Fabíola um dia bateu na casa da minha avó, quem atendeu dessa vez foi minha avó e a Fabíola perguntou se eu poderia ajudá-la novamente a colher acerolas do seu pé, minha avó então me chamou e eu fui com ela até a parte de trás do seu terreno onde ficava o pé de acerola.
Quando chegamos lá eu já parti pro ataque, fui agarrando ela por trás e dando leves mordiscadas na sua orelha, virei ela de frente pra mim e comecei a beijá-la. Fui agarrando e apertando a bunda dela, a bunda que me instigava a tempos, abaixei o seu short e vi aquele bundão só de calcinha, que delícia que era, fiquei mais louco de tesão ainda, meu pau estava praticamente rasgando a minha bermuda de tão duro, retirei também sua regata e agora ela estava apenas de calcinha e sutiã. Aquilo não era uma mulher, era uma obra de arte, quadril largo, peitos bem durinhos para uma mulher que amamentou duas vezes, uma barriguinha saliente e umas estrias, mas nada demais.

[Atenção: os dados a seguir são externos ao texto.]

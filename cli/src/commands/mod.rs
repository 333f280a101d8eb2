pub mod backup;
pub mod restore;
pub mod snapshots;
pub mod stats;
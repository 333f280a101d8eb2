use anyhow::{Result, anyhow};
use clap::Args;
use saveguard_core::{BackupManager, SnapshotKind};
use std::path::Path;

#[derive(Args)]
pub struct SnapshotsCommand {
    #[arg(long, help = "Output format (table, json)")]
    format: Option<String>,
}

impl SnapshotsCommand {
    pub async fn run(&self, manager: &BackupManager) -> Result<()> {
        let snapshots = manager.list_snapshots().await?;

        if snapshots.is_empty() {
            println!("No snapshots found");
            return Ok(());
        }

        match self.format.as_deref().unwrap_or("table") {
            "table" => {
                println!("{:<28} {:<8} {:<30} {}", "Date", "Mode", "Name", "Path");
                println!("{:-<100}", "");
                for snapshot in snapshots {
                    let mode = match snapshot.kind {
                        SnapshotKind::Dedup => "dedup",
                        SnapshotKind::Legacy => "legacy",
                    };
                    println!(
                        "{:<28} {:<8} {:<30} {}",
                        snapshot.created_at,
                        mode,
                        snapshot.name,
                        snapshot.storage_path.display()
                    );
                }
            }
            "json" => {
                println!("{}", serde_json::to_string_pretty(&snapshots)?);
            }
            other => {
                return Err(anyhow!("Unsupported format: {other}"));
            }
        }

        Ok(())
    }
}

pub async fn run_delete(manager: &BackupManager, path: &Path) -> Result<()> {
    let name = manager.delete_backup(path).await?;
    println!("Deleted backup: {name}");
    Ok(())
}

pub async fn run_rename(manager: &BackupManager, path: &Path, new_name: &str) -> Result<()> {
    let old_name = manager.rename_backup(path, new_name).await?;
    println!("Renamed backup: {old_name} -> {new_name}");
    Ok(())
}

pub async fn run_duplicate(manager: &BackupManager, path: &Path) -> Result<()> {
    let copy = manager.duplicate_backup(path).await?;
    println!("Duplicated backup: {}", copy.name);
    println!("  Path: {}", copy.storage_path.display());
    Ok(())
}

Então ela abaixou minha bermuda e minha cueca e começou a me chupar, ela chupa a mt bem, fez um belo de um boquete em mim, até que eu gozasse na boquinha dela. Retirei então sua calcinha e vi aquela bucetinha depilatinha, pus a mão e percebi que ela estava molhadinha, me sentei em um ressalto que tinha na parede do terreno e já fui puxando ela pro meu colo na intenção de penetrá-la. Ela me interrompeu dizendo que precisava usar camisinha, pois poderia engravidar.
Eu disse que não tinha camisinha, mas ela havia vindo preparada, estava com a camisinha numa sacola que ela estava carregando com ela. Coloquei então a camisinha e iniciei a penetração com ela sentada no meu colo, ficamos naquele vai e vendo, comecei a beijá-la com vontade e ameacei começar um chupão no seu pescoço, mas ela me impediu dizendo que se ficasse marca teria que explicar ao marido dela.
Seguimos metendo com ela no meu colo até que gozarmos, foi uma trepada limitada devido ao ambiente em que estávamos, mas ao mesmo tempo extremamente exitante. Nós tivemos algumas aventuras depois dessa foda, Fabíola foi um verdadeiro presente que eu recebi da vida. Aquela mulher era um tesão.